Еще номер. Бревно, и через него положена балансирующая доска. Два зверя становятся по краям и движением тел вперед и назад заставляют доску качаться вниз и вверх: качели.

Это львы. Медведи делают множество изумительных вещей: катаются на роликах и на велосипедах, ходят по канату или по огромному деревянному шару.

Если что не дописал, — скажи. Я постараюсь дополнить.

     Твой А. Куприн.

  Вере Николаевне — низкий поклон.

P. S. Еще номер: лев стреляет из ружья. Оно укреплено на шесте. К собачке привязана веревка с кусочком мяса… Довольно просто».

В начале 20-х годов распространился слух, что Нобелевскую премию собираются присудить русскому эмигрантскому писателю; это очень взбудоражило литературные круги.

12 апреля 1923 года Куприну из Берлина пишет М. Алданов (он тогда сотрудничал в газете «Дни» с литературным воскресным приложением):

«Есть у меня еще следующее дело — в связи с Нобелевской премией. Вы помните, в „Слове“ (в анкете) было предложено выставить совместную кандидатуру — Вашу, Бунина и Мережковского. К сожалению, по причинам мне неизвестным, все эти три кандидатуры выставлены раздельно, что сильно вредит успеху каждой из них…

Я пишу одновременно Бунину и Гиппиус. Что вы об этом думаете? Неужели никак нельзя Вам троим согласиться и объединиться?

     Ваш М. Ландау-Алданов».

Но Мережковский не хотел объединяться с Буниным и Куприным. Бунин же — с Мережковским и Куприным. Я не знаю в точности, какие были последствия разговоров и соглашений, но, во всяком случае, в том году премию не получил ни один русский писатель.

Впоследствии вопрос о кандидатуре русских эмигрантских писателей на Нобелевскую премию ставился еще несколько раз: обсуждалось также имя Ивана Шмелева.

Я помню, шел разговор о том, чтобы совместную кандидатуру не выставлять: один мог помешать другому.
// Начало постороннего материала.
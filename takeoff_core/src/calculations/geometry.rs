//! # Geometry
//!
//! Weight and surface area for one line, branching on material kind.
//!
//! ## Structural
//!
//! ```text
//! length_ft          = length_ft + length_in / 12   (rounded up to stock if enabled)
//! total_weight       = weight_per_ft × length_ft × qty
//! total_surface_area = surface_area_per_ft × length_ft × qty
//! ```
//!
//! ## Plate
//!
//! ```text
//! area_sf      = w × l / 144
//! perimeter_ft = 2 (w + l) / 12
//! unit_weight  = area_sf × t × 40.8
//! surface      = area_sf                          (one side)
//!              = 2 area_sf + perimeter_ft × t/12  (both sides and edges)
//! ```

use serde::{Deserialize, Serialize};

use crate::catalog::{lookup, ShapeCatalog};
use crate::line::{PlateSpec, StructuralSpec};
use crate::units::{finite_or_zero, parse_inches, Feet, Inches, Pounds, SqFt, SqIn, PLATE_LB_PER_SF_PER_IN};

/// Per-plate geometry
#[derive(Debug, Clone, Copy, PartialEq, Default, Serialize, Deserialize)]
pub struct PlateGeometry {
    /// Normalized thickness, inches
    pub thickness_in: f64,
    /// One face, ft²
    pub area_sf: f64,
    pub perimeter_ft: f64,
    /// Coated surface of one plate, ft²
    pub surface_area_sf: f64,
    /// Weight of one plate, lb
    pub unit_weight: f64,
}

/// Geometry outputs for one line
#[derive(Debug, Clone, Copy, PartialEq, Default, Serialize, Deserialize)]
pub struct Geometry {
    /// lb/ft (zero for plates)
    pub weight_per_ft: f64,
    /// lb
    pub total_weight: f64,
    /// ft²/ft (zero for plates)
    pub surface_area_per_ft: f64,
    /// ft²
    pub total_surface_area: f64,
    /// Piece length actually priced, ft (after stock rounding)
    pub billed_length_ft: f64,
    pub plate: Option<PlateGeometry>,
    /// A size was entered but the catalog doesn't know it
    pub size_not_found: bool,
}

/// Round a piece length up to the next multiple of the stock increment.
///
/// A non-positive increment leaves the length unchanged.
pub fn stock_length(length_ft: f64, increment_ft: f64) -> f64 {
    if !(increment_ft.is_finite() && increment_ft > 0.0) || length_ft <= 0.0 {
        return length_ft;
    }
    let pieces = length_ft / increment_ft;
    // Lengths that are already a multiple (within float noise) stay put
    if (pieces - pieces.round()).abs() < 1e-9 {
        return pieces.round() * increment_ft;
    }
    pieces.ceil() * increment_ft
}

/// Geometry of a structural line.
///
/// `stock_increment_ft` is `Some` when stock rounding is on for this line.
pub fn structural(
    spec: &StructuralSpec,
    qty: f64,
    catalog: &ShapeCatalog,
    stock_increment_ft: Option<f64>,
) -> Geometry {
    // Cleared size: nothing is priced, every output goes to zero
    if spec.size.trim().is_empty() {
        return Geometry::default();
    }

    let hit = lookup(catalog, &spec.size);
    let qty = finite_or_zero(qty);
    let mut length = finite_or_zero(spec.length().total_feet().value());
    if let Some(increment) = stock_increment_ft {
        length = stock_length(length, increment);
    }

    Geometry {
        weight_per_ft: hit.weight_per_ft,
        total_weight: hit.weight_per_ft * length * qty,
        surface_area_per_ft: hit.surface_area_per_ft,
        total_surface_area: hit.surface_area_per_ft * length * qty,
        billed_length_ft: length,
        plate: None,
        size_not_found: !hit.found,
    }
}

/// Geometry of one plate, before quantity.
pub fn plate_unit(spec: &PlateSpec) -> PlateGeometry {
    let thickness = match parse_inches(&spec.thickness) {
        Some(t) => t,
        None => {
            if !spec.thickness.trim().is_empty() {
                tracing::warn!(thickness = %spec.thickness, "unparseable plate thickness; using 0");
            }
            0.0
        }
    };
    let width = finite_or_zero(spec.width_in);
    let length = finite_or_zero(spec.length_in);

    let area = SqFt::from(SqIn(width * length));
    let perimeter = Feet::from(Inches(2.0 * (width + length)));
    let unit_weight = Pounds(area.value() * thickness * PLATE_LB_PER_SF_PER_IN);
    let surface = if spec.one_side_coat {
        area
    } else {
        area * 2.0 + SqFt(perimeter.value() * Feet::from(Inches(thickness)).value())
    };

    PlateGeometry {
        thickness_in: thickness,
        area_sf: area.value(),
        perimeter_ft: perimeter.value(),
        surface_area_sf: surface.value(),
        unit_weight: unit_weight.value(),
    }
}

/// Geometry of a plate line; totals are per-plate values × plate quantity.
pub fn plate(spec: &PlateSpec) -> Geometry {
    let unit = plate_unit(spec);
    let qty = finite_or_zero(spec.plate_qty);
    Geometry {
        weight_per_ft: 0.0,
        total_weight: unit.unit_weight * qty,
        surface_area_per_ft: 0.0,
        total_surface_area: unit.surface_area_sf * qty,
        billed_length_ft: 0.0,
        plate: Some(unit),
        size_not_found: false,
    }
}

#[cfg(test)]
mod tests {
    use super::*;
    use crate::catalog::builtin;

    fn member(size: &str, ft: f64, inches: f64) -> StructuralSpec {
        StructuralSpec {
            shape: "W".to_string(),
            size: size.to_string(),
            grade: "A992".to_string(),
            length_ft: ft,
            length_in: inches,
        }
    }

    #[test]
    fn test_weight_formula() {
        let geo = structural(&member("W12X26", 20.0, 6.0), 4.0, builtin(), None);
        // 26 × 20.5 × 4
        assert!((geo.total_weight - 2132.0).abs() < 1e-6);
        assert_eq!(geo.weight_per_ft, 26.0);
        assert!((geo.total_surface_area - geo.surface_area_per_ft * 20.5 * 4.0).abs() < 1e-6);
        assert!(!geo.size_not_found);
    }

    #[test]
    fn test_cleared_size_zeroes_everything() {
        let geo = structural(&member("", 20.0, 0.0), 4.0, builtin(), None);
        assert_eq!(geo, Geometry::default());
        assert!(!geo.size_not_found);
    }

    #[test]
    fn test_unknown_size_zeroes_weight() {
        let geo = structural(&member("W99X999", 20.0, 0.0), 2.0, builtin(), None);
        assert_eq!(geo.total_weight, 0.0);
        assert_eq!(geo.total_surface_area, 0.0);
        assert!(geo.size_not_found);
    }

    #[test]
    fn test_stock_rounding() {
        assert_eq!(stock_length(20.1, 1.0), 21.0);
        assert_eq!(stock_length(20.0, 1.0), 20.0);
        assert_eq!(stock_length(20.5, 5.0), 25.0);
        assert_eq!(stock_length(20.5, 0.0), 20.5);

        let geo = structural(&member("W12X26", 20.0, 1.0), 1.0, builtin(), Some(1.0));
        assert_eq!(geo.billed_length_ft, 21.0);
        assert!((geo.total_weight - 26.0 * 21.0).abs() < 1e-9);
    }

    #[test]
    fn test_plate_two_sides() {
        let spec = PlateSpec {
            thickness: "1/2".to_string(),
            width_in: 12.0,
            length_in: 24.0,
            plate_qty: 3.0,
            one_side_coat: false,
            grade: "A36".to_string(),
        };
        let geo = plate(&spec);
        let unit = geo.plate.unwrap();
        assert!((unit.area_sf - 2.0).abs() < 1e-12);
        assert!((unit.perimeter_ft - 6.0).abs() < 1e-12);
        assert!((unit.unit_weight - 40.8).abs() < 1e-9);
        // 2 × 2 + 6 × 0.5/12
        assert!((unit.surface_area_sf - 4.25).abs() < 1e-9);
        assert!((geo.total_weight - 122.4).abs() < 1e-9);
        assert!((geo.total_surface_area - 12.75).abs() < 1e-9);
    }

    #[test]
    fn test_plate_one_side() {
        let spec = PlateSpec {
            thickness: "3/4\"".to_string(),
            width_in: 12.0,
            length_in: 12.0,
            plate_qty: 1.0,
            one_side_coat: true,
            ..PlateSpec::default()
        };
        let unit = plate_unit(&spec);
        assert_eq!(unit.thickness_in, 0.75);
        assert!((unit.surface_area_sf - 1.0).abs() < 1e-12);
    }

    #[test]
    fn test_plate_bad_thickness_weighs_nothing() {
        let spec = PlateSpec {
            thickness: "thick".to_string(),
            width_in: 10.0,
            length_in: 10.0,
            ..PlateSpec::default()
        };
        let geo = plate(&spec);
        assert_eq!(geo.total_weight, 0.0);
        assert!(geo.total_surface_area > 0.0);
    }
}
Высказывалось пожелание, чтобы тот, кто получит премию, поделился бы ею с остальными. Как известно, Бунин получил Нобелевскую премию только в 1933 году. Часть премии Иван Алексеевич пожертвовал писателям-эмигрантам. Распределением денег ведал специальный комитет, в котором Бунин не принимал участия.

Н. А. Тэффи, с присущим ей злым юмором, пустила по городу остроту, что можно теперь организовать еще одну эмигрантскую фракцию: «Объединение людей, обиженных Буниным».

Моему отцу присудили пять тысяч франков. Наше материальное положение тогда было довольно трудным, и Куприну пришлось принять деньги.

Если вспомнить, как в молодости Куприн в бешенстве кричал много раз Бунину («никогда не прощу себе, как смел ты мне благодетельствовать!») за то, что Иван Алексеевич, видя рваные сапоги Куприна, раздобыл ему 25 рублей авансом за рассказик, то можно себе представить, как тяжело было Куприну на старости лет принять эту помощь.

Гораздо позже сам Бунин вспоминал, что, встретив как-то Куприна после долгих лет разлуки, он до слез поразился переменой, происшедшей в отце. Это была их последняя встреча. Бунин не мог найти в себе сил навестить отца в таком грустном состоянии.

Устно и письменно повторял Бунин эмигрантскую легенду о том, что отца увезли на родину без его ведома и согласия.